Alex-Welsh · web-flow · commit 68fd8367345b · 2025-04-17T14:30:53.000+01:00
Add defaults for GPU PCI passthrough
diff --git a/doc/source/operations/gpu-in-openstack.rst b/doc/source/operations/gpu-in-openstack.rst
diff --git a/etc/kayobe/ansible/pci-passthrough.yml b/etc/kayobe/ansible/pci-passthrough.yml
@@ -0,0 +1,142 @@
+---
+- name: Enable GPU passthough
+  hosts: "{{ (gpu_group_map | default({})).keys() }}"
+  vars:
+    # This playbook will execute after nodes are deployed
+    # and before overcloud host configure - we can't assume
+    # users and venvs exist.
+    ansible_user: "{{ bootstrap_user }}"
+    ansible_ssh_common_args: "-o StrictHostKeyChecking=no"
+    ansible_python_interpreter: "/usr/bin/python3"
+    vfio_pci_ids: |-
+      {% set gpu_list = [] %}
+      {% set output = [] %}
+      {% for gpu_group in gpu_group_map | dict2items | default([]) %}
+      {% if gpu_group.key in group_names %}
+      {% set _ = gpu_list.append(gpu_group.value) %}
+      {% endif %}
+      {% endfor %}
+      {% for item in gpu_list | flatten | unique %}
+      {% set _ = output.append(stackhpc_gpu_data[item]['vendor_id'] + ':' + stackhpc_gpu_data[item]['product_id']) %}
+      {% endfor %}
+      {{ output | join(',') }}
+    reboot_timeout_s: "{{ 20 * 60 }}"
+  tasks:
+    - name: Template dracut config
+      ansible.builtin.blockinfile:
+        path: /etc/dracut.conf.d/gpu-vfio.conf
+        block: |
+          add_drivers+="vfio vfio_iommu_type1 vfio_pci vfio_virqfd"
+        owner: root
+        group: root
+        mode: 0660
+        create: true
+      become: true
+      notify:
+        - Regenerate initramfs
+        - reboot
+
+    - name: Add vfio to modules-load.d
+      ansible.builtin.blockinfile:
+        path: /etc/modules-load.d/vfio.conf
+        block: |
+          vfio
+          vfio_iommu_type1
+          vfio_pci
+          vfio_virqfd
+        owner: root
+        group: root
+        mode: 0664
+        create: true
+      become: true
+      notify: reboot
+
+    - name: Blacklist nouveau
+      ansible.builtin.blockinfile:
+        path: /etc/modprobe.d/blacklist-nouveau.conf
+        block: |
+          blacklist nouveau
+          options nouveau modeset=0
+        mode: 0664
+        owner: root
+        group: root
+        create: true
+      become: true
+      notify:
+        - reboot
+        - Regenerate initramfs
+
+    - name: Ignore unsupported model specific registers
+      # Occasionally, applications running in the VM may crash unexpectedly,
+      # whereas they would run normally on a physical machine. If, while
+      # running dmesg -wH, you encounter an error mentioning MSR, the reason
+      # for those crashes is that KVM injects a General protection fault (GPF)
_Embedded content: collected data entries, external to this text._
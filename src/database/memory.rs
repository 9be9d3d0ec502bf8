use std::collections::HashMap;

use chrono::Utc;
use tokio::sync::RwLock;

use super::{Account, AccountStore, Character, Realm, StoreError};
use crate::game::update::Position;
use crate::servers::auth::srp::compute_verifier;

#[derive(Default)]
struct Tables {
    accounts: HashMap<String, Account>,
    session_keys: HashMap<String, [u8; 40]>,
    realms: Vec<Realm>,
    characters: HashMap<u64, Character>,
}

/// In-process store guarded by a tokio `RwLock`.
#[derive(Default)]
pub struct MemoryStore {
    tables: RwLock<Tables>,
}

impl MemoryStore {
    pub fn new() -> Self {
        Self::default()
    }

    /// Store holding the stock development data: accounts `john`, `doe`
    /// and the banned `ban` (all with password `doe`), realm Firetree and
    /// one character for `john`.
    pub fn seeded() -> Self {
        let mut t = Tables::default();
        for (id, name, banned) in [(1, "john", false), (2, "doe", false), (3, "ban", true)] {
            let salt = rand::random::<[u8; 32]>();
            let account = Account {
                id,
                username: name.to_uppercase(),
                salt,
                verifier: compute_verifier(name, "doe", &salt),
                banned_at: banned.then(Utc::now),
            };
            t.accounts.insert(account.username.clone(), account);
        }
        t.realms.push(Realm {
            id: 1,
            name: "Firetree".into(),
            address: "127.0.0.1:1001".into(),
            realm_type: 0,
            flags: 0x20,
            timezone: 1,
            population: 1.6,
        });
        t.characters.insert(
            1,
            Character {
                guid: 1,
                account: "JOHN".into(),
                name: "Johnny".into(),
                realm_id: 1,
                race: 1,
                class: 1,
                gender: 0,
                skin: 0,
                face: 0,
                hair_style: 0,
                hair_color: 0,
                facial_hair: 0,
                level: 1,
                health: 60,
                power: 0,
                display_id: 49,
                map_id: 0,
                position: Position::new(-8949.95, -132.493, 83.5312, 0.0),
                xp: 0,
                money: 0,
            },
        );
        Self { tables: RwLock::new(t) }
    }

    pub async fn insert_account(&self, username: &str, password: &str) -> Account {
        let salt = rand::random::<[u8; 32]>();
        let mut t = self.tables.write().await;
        let account = Account {
            id: t.accounts.len() as u32 + 1,
            username: username.to_uppercase(),
            salt,
            verifier: compute_verifier(username, password, &salt),
            banned_at: None,
        };
        t.accounts.insert(account.username.clone(), account.clone());
        account
    }

    pub async fn insert_realm(&self, realm: Realm) {
        self.tables.write().await.realms.push(realm);
    }

    pub async fn set_realms(&self, realms: Vec<Realm>) {
        self.tables.write().await.realms = realms;
    }

    pub async fn insert_character(&self, character: Character) {
        self.tables.write().await.characters.insert(character.guid, character);
    }
}

impl AccountStore for MemoryStore {
    async fn find_account(&self, username: &str) -> Result<Option<Account>, StoreError> {
        let t = self.tables.read().await;
        Ok(t.accounts.get(&username.to_uppercase()).cloned())
    }

    async fn set_session_key(&self, username: &str, key: &[u8; 40]) -> Result<(), StoreError> {
        let mut t = self.tables.write().await;
        t.session_keys.insert(username.to_uppercase(), *key);
        Ok(())
    }

    async fn session_key(&self, username: &str) -> Result<Option<[u8; 40]>, StoreError> {
        let t = self.tables.read().await;
        Ok(t.session_keys.get(&username.to_uppercase()).copied())
    }

    async fn realms(&self) -> Result<Vec<Realm>, StoreError> {
        Ok(self.tables.read().await.realms.clone())
    }

    async fn character_count(&self, realm_id: u32, username: &str) -> Result<u8, StoreError> {
        let t = self.tables.read().await;
        let account = username.to_uppercase();
        let n = t
            .characters
            .values()
            .filter(|c| c.realm_id == realm_id && c.account == account)
            .count();
        Ok(n.min(u8::MAX as usize) as u8)
    }

    async fn find_character(&self, guid: u64) -> Result<Option<Character>, StoreError> {
        Ok(self.tables.read().await.characters.get(&guid).cloned())
    }
}

#[cfg(test)]
mod tests {
    use super::*;

    #[tokio::test]
    async fn test_seeded_accounts() {
        let store = MemoryStore::seeded();
        let john = store.find_account("john").await.unwrap().unwrap();
        assert_eq!(john.username, "JOHN");
        assert!(!john.is_banned());
        assert!(store.find_account("BAN").await.unwrap().unwrap().is_banned());
        assert!(store.find_account("nobody").await.unwrap().is_none());
    }

    #[tokio::test]
    async fn test_session_key_roundtrip() {
        let store = MemoryStore::seeded();
        assert!(store.session_key("john").await.unwrap().is_none());
        store.set_session_key("John", &[9u8; 40]).await.unwrap();
        assert_eq!(store.session_key("JOHN").await.unwrap(), Some([9u8; 40]));
    }

    #[tokio::test]
    async fn test_character_count_per_realm() {
        let store = MemoryStore::seeded();
        assert_eq!(store.character_count(1, "john").await.unwrap(), 1);
        assert_eq!(store.character_count(2, "john").await.unwrap(), 0);
        assert_eq!(store.character_count(1, "doe").await.unwrap(), 0);
    }

    #[tokio::test]
    async fn test_realm_list() {
        let realms = MemoryStore::seeded().realms().await.unwrap();
        assert_eq!(realms.len(), 1);
        assert_eq!(realms[0].name, "Firetree");
        assert_eq!(realms[0].address, "127.0.0.1:1001");
    }
}
use chrono::{DateTime, Utc};
use sqlx::mysql::MySqlRow;
use sqlx::{MySqlPool, Row};

use super::{Account, AccountStore, Character, Realm, StoreError};
use crate::game::update::Position;

/// Store backed by the `accounts`, `realms` and `characters` tables (see
/// `sql/schema.sql`). Salt, verifier and session key are kept as hex text.
#[derive(Clone)]
pub struct MySqlStore {
    pool: MySqlPool,
}

fn decode_hex<const N: usize>(field: &'static str, key: &str, text: &str) -> Result<[u8; N], StoreError> {
    let mut out = [0u8; N];
    hex::decode_to_slice(text, &mut out).map_err(|_| StoreError::Malformed {
        field,
        key: key.to_string(),
    })?;
    Ok(out)
}

fn character_from_row(row: &MySqlRow) -> Result<Character, StoreError> {
    Ok(Character {
        guid: row.try_get("guid")?,
        account: row.try_get::<String, _>("account")?.to_uppercase(),
        name: row.try_get("name")?,
        realm_id: row.try_get("realm_id")?,
        race: row.try_get("race")?,
        class: row.try_get("class")?,
        gender: row.try_get("gender")?,
        skin: row.try_get("skin")?,
        face: row.try_get("face")?,
        hair_style: row.try_get("hair_style")?,
        hair_color: row.try_get("hair_color")?,
        facial_hair: row.try_get("facial_hair")?,
        level: row.try_get("level")?,
        health: row.try_get("health")?,
        power: row.try_get("power")?,
        display_id: row.try_get("display_id")?,
        map_id: row.try_get("map_id")?,
        position: Position::new(
            row.try_get("position_x")?,
            row.try_get("position_y")?,
            row.try_get("position_z")?,
            row.try_get("orientation")?,
        ),
        xp: row.try_get("xp")?,
        money: row.try_get("money")?,
    })
}

impl MySqlStore {
    pub fn new(pool: MySqlPool) -> Self {
        Self { pool }
    }

    pub fn pool(&self) -> &MySqlPool {
        &self.pool
    }
}

impl AccountStore for MySqlStore {
    async fn find_account(&self, username: &str) -> Result<Option<Account>, StoreError> {
        let username = username.to_uppercase();
        let row: Option<(u32, String, String, Option<DateTime<Utc>>)> = sqlx::query_as(
            "SELECT `id`, `salt`, `verifier`, `banned_at` FROM `accounts` WHERE UPPER(`username`) = ?",
        )
        .bind(&username)
        .fetch_optional(&self.pool)
        .await?;

        let Some((id, salt, verifier, banned_at)) = row else {
            return Ok(None);
        };
        Ok(Some(Account {
            id,
            salt: decode_hex("salt", &username, &salt)?,
            verifier: decode_hex("verifier", &username, &verifier)?,
            username,
            banned_at,
        }))
    }

    async fn set_session_key(&self, username: &str, key: &[u8; 40]) -> Result<(), StoreError> {
        sqlx::query("UPDATE `accounts` SET `session_key` = ? WHERE UPPER(`username`) = ?")
            .bind(hex::encode_upper(key))
            .bind(username.to_uppercase())
            .execute(&self.pool)
            .await?;
        Ok(())
    }

    async fn session_key(&self, username: &str) -> Result<Option<[u8; 40]>, StoreError> {
        let username = username.to_uppercase();
        let row: Option<(Option<String>,)> =
            sqlx::query_as("SELECT `session_key` FROM `accounts` WHERE UPPER(`username`) = ?")
                .bind(&username)
                .fetch_optional(&self.pool)
                .await?;

        match row.and_then(|(k,)| k) {
            Some(text) => Ok(Some(decode_hex("session_key", &username, &text)?)),
            None => Ok(None),
        }
    }

    async fn realms(&self) -> Result<Vec<Realm>, StoreError> {
        let rows: Vec<(u32, String, String, u32, u8, u8, f32)> = sqlx::query_as(
            "SELECT `id`, `name`, `address`, `realm_type`, `flags`, `timezone`, `population`
             FROM `realms` ORDER BY `id`",
        )
        .fetch_all(&self.pool)
        .await?;

        Ok(rows
            .into_iter()
            .map(|(id, name, address, realm_type, flags, timezone, population)| Realm {
                id,
                name,
                address,
                realm_type,
                flags,
                timezone,
                population,
            })
            .collect())
    }

    async fn character_count(&self, realm_id: u32, username: &str) -> Result<u8, StoreError> {
        let row: (i64,) = sqlx::query_as(
            "SELECT COUNT(*) FROM `characters` WHERE `realm_id` = ? AND UPPER(`account`) = ?",
        )
        .bind(realm_id)
        .bind(username.to_uppercase())
        .fetch_one(&self.pool)
        .await?;
        Ok(row.0.clamp(0, u8::MAX as i64) as u8)
    }

    async fn find_character(&self, guid: u64) -> Result<Option<Character>, StoreError> {
        let row = sqlx::query("SELECT * FROM `characters` WHERE `guid` = ?")
            .bind(guid)
            .fetch_optional(&self.pool)
            .await?;
        row.as_ref().map(character_from_row).transpose()
    }
}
+      # when the guest tries to access unsupported Model-specific registers
+      # (MSRs) - this often results in guest applications/OS crashing. A
+      # number of those issues can be solved by passing the ignore_msrs=1
+      # option to the KVM module, which will ignore unimplemented MSRs.
+      # source: https://wiki.archlinux.org/index.php/QEMU
+      ansible.builtin.blockinfile:
+        path: /etc/modprobe.d/kvm.conf
+        block: |
+          options kvm ignore_msrs=Y
+          # This option is not available in centos 7 as the kernel is too old,
+          # but it can help with dmesg spam in newer kernels (centos8?). Sample
+          # dmesg log message:
+          #  [  +0.000002] kvm [8348]: vcpu0, guest rIP: 0xffffffffb0a767fa ignored rdmsr: 0x619
+          # options kvm report_ignored_msrs=N
+        mode: 0664
+        owner: root
+        group: root
+        create: true
+      become: true
+      notify: reboot
+
+    - name: Add vfio-pci.ids kernel args
+      ansible.builtin.include_role:
+        name: stackhpc.linux.grubcmdline
+      vars:
+        kernel_cmdline:
+          - intel_iommu=on
+          - iommu=pt
+          - "vfio-pci.ids={{ vfio_pci_ids }}"
+        kernel_cmdline_remove:
+          - iommu
+          - intel_iommu
+          - vfio-pci.ids
+
+  handlers:
+    - name: Regenerate initramfs (RedHat)
+      listen: Regenerate initramfs
+      ansible.builtin.shell: |-
+        #!/bin/bash
+        set -eux
+        dracut -v -f /boot/initramfs-$(uname -r).img $(uname -r)
+      become: true
+      changed_when: true
+      when: ansible_facts.os_family == 'RedHat'
+
+    - name: Regenerate initramfs (Debian)
+      listen: Regenerate initramfs
+      ansible.builtin.shell: |-
+        #!/bin/bash
+        set -eux
+        update-initramfs -u -k $(uname -r)
+      become: true
+      changed_when: true
+      when: ansible_facts.os_family == 'Debian'
+
+    - name: Reboot
+      listen: reboot
+      become: true
+      ansible.builtin.reboot:
+        reboot_timeout: "{{ reboot_timeout_s }}"
+        search_paths:
+          # Systems running molly-guard hang waiting for confirmation before rebooting without this.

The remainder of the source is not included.